Complexity of the work students do can vary from one assignment to another, but the core difference is about the number of separate actions or skills a student needs to execute effectively in order to produce an assignment submission. So if the assignment is asking the student to show satisfactory understanding of the concept of video editing, say, then a simpler version of the assignment might be pared down significantly in range and depth, focusing on even one single skill such as matching an outgoing clip’s out point with an incoming clip’s in point. By contrast, the more complex version of that same assignment could include a wide range of necessary editing skills – sequencing, pacing, rhythm, narrative alignment, cause-effect chain management, emotional engagement, and on and on – as well as considerable depth in each of these, asking students not only to show they can accomplish these tasks, but challenging them to develop nuance within their own work, consider their personal style as editors, think critically about each one’s role in the overall project, be self-reflective about the benefits and challenges of working with the video medium, and so forth. So the question I want to raise here is, what does thinking about complexity add to the design process for these methods?

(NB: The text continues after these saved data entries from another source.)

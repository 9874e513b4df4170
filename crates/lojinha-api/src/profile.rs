use axum::{Extension, extract::State, response::IntoResponse};
use chrono::Utc;

use lojinha_db::db_time;
use lojinha_db::queries::{effects, ledger, store, users};
use lojinha_economy::{boosts, profile};
use lojinha_types::api::{ActiveBoostResponse, UpdateProfileRequest};

use crate::error::ApiError;
use crate::extract::Json;
use crate::middleware::AuthUser;
use crate::{AppState, blocking, convert, inventory, rewards};

const TRANSACTION_HISTORY_LIMIT: u32 = 50;

pub async fn me(
    State(state): State<AppState>,
    Extension(auth): Extension<AuthUser>,
) -> Result<impl IntoResponse, ApiError> {
    let user_id = auth.user_id.to_string();
    let user = blocking(move || Ok(state.db.with_conn(|conn| users::get_by_id(conn, &user_id))?))
        .await?
        .ok_or_else(|| ApiError::not_found("user not found"))?;
    Ok(Json(convert::user_profile(user)?))
}

pub async fn update_me(
    State(state): State<AppState>,
    Extension(auth): Extension<AuthUser>,
    Json(req): Json<UpdateProfileRequest>,
) -> Result<impl IntoResponse, ApiError> {
    let name = req.name.as_deref().map(profile::validate_name).transpose()?;
    let avatar_url = req
        .avatar_url
        .as_deref()
        .map(str::trim)
        .filter(|url| !url.is_empty())
        .map(str::to_string);

    let user_id = auth.user_id.to_string();
    let user = blocking(move || {
        let now = db_time(Utc::now());
        Ok(state.db.with_conn(|conn| {
            users::update_profile(conn, &user_id, name.as_deref(), avatar_url.as_deref(), &now)?;
            users::get_by_id(conn, &user_id)
        })?)
    })
    .await?
    .ok_or_else(|| ApiError::not_found("user not found"))?;

    Ok(Json(convert::user_profile(user)?))
}

pub async fn my_items(
    State(state): State<AppState>,
    Extension(auth): Extension<AuthUser>,
) -> Result<impl IntoResponse, ApiError> {
    let user_id = auth.user_id.to_string();
    let items = blocking(move || Ok(state.db.with_conn(|conn| store::list_items(conn, &user_id))?)).await?;
    Ok(Json(convert::all(items, convert::owned_item)?))
}

pub async fn my_badges(
    State(state): State<AppState>,
    Extension(auth): Extension<AuthUser>,
) -> Result<impl IntoResponse, ApiError> {
    let user_id = auth.user_id.to_string();
    let badges = blocking(move || Ok(state.db.with_conn(|conn| ledger::list_badges(conn, &user_id))?)).await?;
    Ok(Json(convert::all(badges, convert::badge)?))
}

pub async fn my_transactions(
    State(state): State<AppState>,
    Extension(auth): Extension<AuthUser>,
) -> Result<impl IntoResponse, ApiError> {
    let user_id = auth.user_id.to_string();
    let rows = blocking(move || {
        Ok(state
            .db
            .with_conn(|conn| ledger::list_transactions(conn, &user_id, TRANSACTION_HISTORY_LIMIT))?)
    })
    .await?;
    Ok(Json(convert::all(rows, convert::transaction)?))
}

pub async fn my_boosts(
    State(state): State<AppState>,
    Extension(auth): Extension<AuthUser>,
) -> Result<impl IntoResponse, ApiError> {
    let user_id = auth.user_id.to_string();
    let now = Utc::now();
    let rows = blocking(move || {
        Ok(state
            .db
            .with_conn(|conn| effects::active_boosts(conn, &user_id, &db_time(now)))?)
    })
    .await?;

    let active = rows
        .into_iter()
        .map(|row| {
            let expires_at = convert::time(&row.expires_at)?;
            Ok(ActiveBoostResponse {
                id: convert::id(&row.id)?,
                product_id: convert::id(&row.product_id)?,
                multiplier: row.multiplier,
                expires_at,
                time_remaining: boosts::format_time_remaining(expires_at, now),
            })
        })
        .collect::<anyhow::Result<Vec<_>>>()?;
    Ok(Json(active))
}

/// Owned emoji items with whether each is the active reaction.
pub async fn my_emojis(
    State(state): State<AppState>,
    Extension(auth): Extension<AuthUser>,
) -> Result<impl IntoResponse, ApiError> {
    let user_id = auth.user_id.to_string();
    let emojis = blocking(move || inventory::owned_emojis(&state.db, &user_id)).await?;
    Ok(Json(emojis))
}

pub async fn claim_daily(
    State(state): State<AppState>,
    Extension(auth): Extension<AuthUser>,
) -> Result<impl IntoResponse, ApiError> {
    let user_id = auth.user_id.to_string();
    let reward = blocking(move || {
        rewards::claim_daily(&state.db, &user_id, Utc::now(), state.settings.utc_offset)
    })
    .await?;
    Ok(Json(reward))
}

First, a reminder of the methods we’re considering (for now; it’s certainly possible that this work I’m engaged in will uncover others as well).

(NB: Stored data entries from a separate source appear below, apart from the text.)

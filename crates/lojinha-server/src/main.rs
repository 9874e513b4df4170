mod cleanup;
mod config;

use std::net::SocketAddr;
use std::sync::Arc;

use tracing::{info, warn};

use lojinha_api::bot_client::BotClient;
use lojinha_api::{AppState, AppStateInner, Settings};
use lojinha_db::Database;
use lojinha_economy::messages::MessageCooldowns;

use crate::config::Config;

#[tokio::main]
async fn main() -> anyhow::Result<()> {
    // Load .env if present
    let _ = dotenvy::dotenv();

    // Init logging
    tracing_subscriber::fmt()
        .with_env_filter(
            tracing_subscriber::EnvFilter::try_from_default_env().unwrap_or_else(|_| {
                "lojinha=debug,lojinha_api=debug,lojinha_db=info,tower_http=debug".into()
            }),
        )
        .init();

    let config = Config::from_env()?;

    // Init database
    let db = Database::open(&config.db_path)?;

    let bot = BotClient::new(&config.bot_url)?;
    info!("Bot process at {}", bot.base_url());
    if config.bot_token.is_none() {
        warn!("LOJINHA_BOT_TOKEN is not set; /bot routes will reject every request");
    }
    if config.log_auth_codes {
        warn!("LOJINHA_LOG_AUTH_CODES is on; undelivered login codes will be logged");
    }

    let state: AppState = Arc::new(AppStateInner {
        db,
        jwt_secret: config.jwt_secret.clone(),
        bot,
        settings: Settings {
            bot_token: config.bot_token.clone(),
            admin_numbers: config.admin_numbers.clone(),
            utc_offset: config.utc_offset,
            log_auth_codes: config.log_auth_codes,
        },
        cooldowns: MessageCooldowns::new(),
    });

    tokio::spawn(cleanup::run_cleanup_loop(state.clone(), config.cleanup_interval_secs));

    let app = lojinha_api::router(state);

    let addr: SocketAddr = format!("{}:{}", config.host, config.port).parse()?;
    info!("Lojinha listening on {}", addr);

    let listener = tokio::net::TcpListener::bind(addr).await?;
    axum::serve(listener, app)
        .with_graceful_shutdown(shutdown_signal())
        .await?;

    info!("Server stopped");
    Ok(())
}

async fn shutdown_signal() {
    let ctrl_c = async {
        if let Err(e) = tokio::signal::ctrl_c().await {
            warn!("Ctrl+C handler failed: {}", e);
            std::future::pending::<()>().await;
        }
    };

    #[cfg(unix)]
    let terminate = async {
        match tokio::signal::unix::signal(tokio::signal::unix::SignalKind::terminate()) {
            Ok(mut sigterm) => {
                sigterm.recv().await;
            }
            Err(e) => {
                warn!("SIGTERM handler failed: {}", e);
                std::future::pending::<()>().await;
            }
        }
    };
    #[cfg(not(unix))]
    let terminate = std::future::pending::<()>();

    tokio::select! {
        _ = ctrl_c => info!("Received Ctrl+C, shutting down..."),
        _ = terminate => info!("Received SIGTERM, shutting down..."),
    }
}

- Prep exercises/assignments
- In-class workshops
- Additional workshops
- Exemplars
- Peer learning
- Faculty-guided self-learning
- Simple self-learning
Again, these were arranged roughly according to time commitment from most to least, so there is no structured relationship to complexity here. Instead, each has the potential to be incorporated into a course with more or less complexity. But imagine multiple different versions of in-class workshops, where students are asked to work on a video creation task like recording a video clip with their camera, say. There are more and less complex versions, with the most simple taking the form of something like “turn on your camera, press record, count to five, and then press record again,” and the most complex comprising a wide range of different camera-related skills that could take up an entire course. Any of these seven methods for video assignment learning support can be structured with more or less complex elements.
One concept that can be of some use here, it seems to me, is Bloom’s Taxonomy. Though there are certainly issues (for example) worth addressing with this concept, and we should not apply this unilaterally to the question of video assignment design, the core approach to analysis of learning processes in the Taxonomy is also one of complexity. Patricia Armstrong, writing for the Vanderbilt Center for Teaching notes that the six categories “all [lie] along a continuum from simple to complex and concrete to abstract,” with what visually are the “lower” levels but in this sense we might instead consider the “earlier” one generally requiring less complexity, and the “later” categories requiring more.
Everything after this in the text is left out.